PROVIDED DATA:
━━━━━━━━━━━━━━━━━━━━━━━━━━━━━━
use thiserror::Error;

#[derive(Error, Debug)]
pub enum Error {
    #[error("Invalid storage identifier: {0}")]
    InvalidIdentifier(String),

    #[error("No writer available for type {0}")]
    UnsupportedFormat(String),

    #[error(transparent)]
    Other(#[from] anyhow::Error),
}

pub type Result<T> = std::result::Result<T, Error>;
━━━━━━━━━━━━━━━━━━━━━━━━━━━━━━
EXERCISE GOAL: For every line of the records above that holds the word "String", count one, and state the total only.

YOUR RESPONSE: 2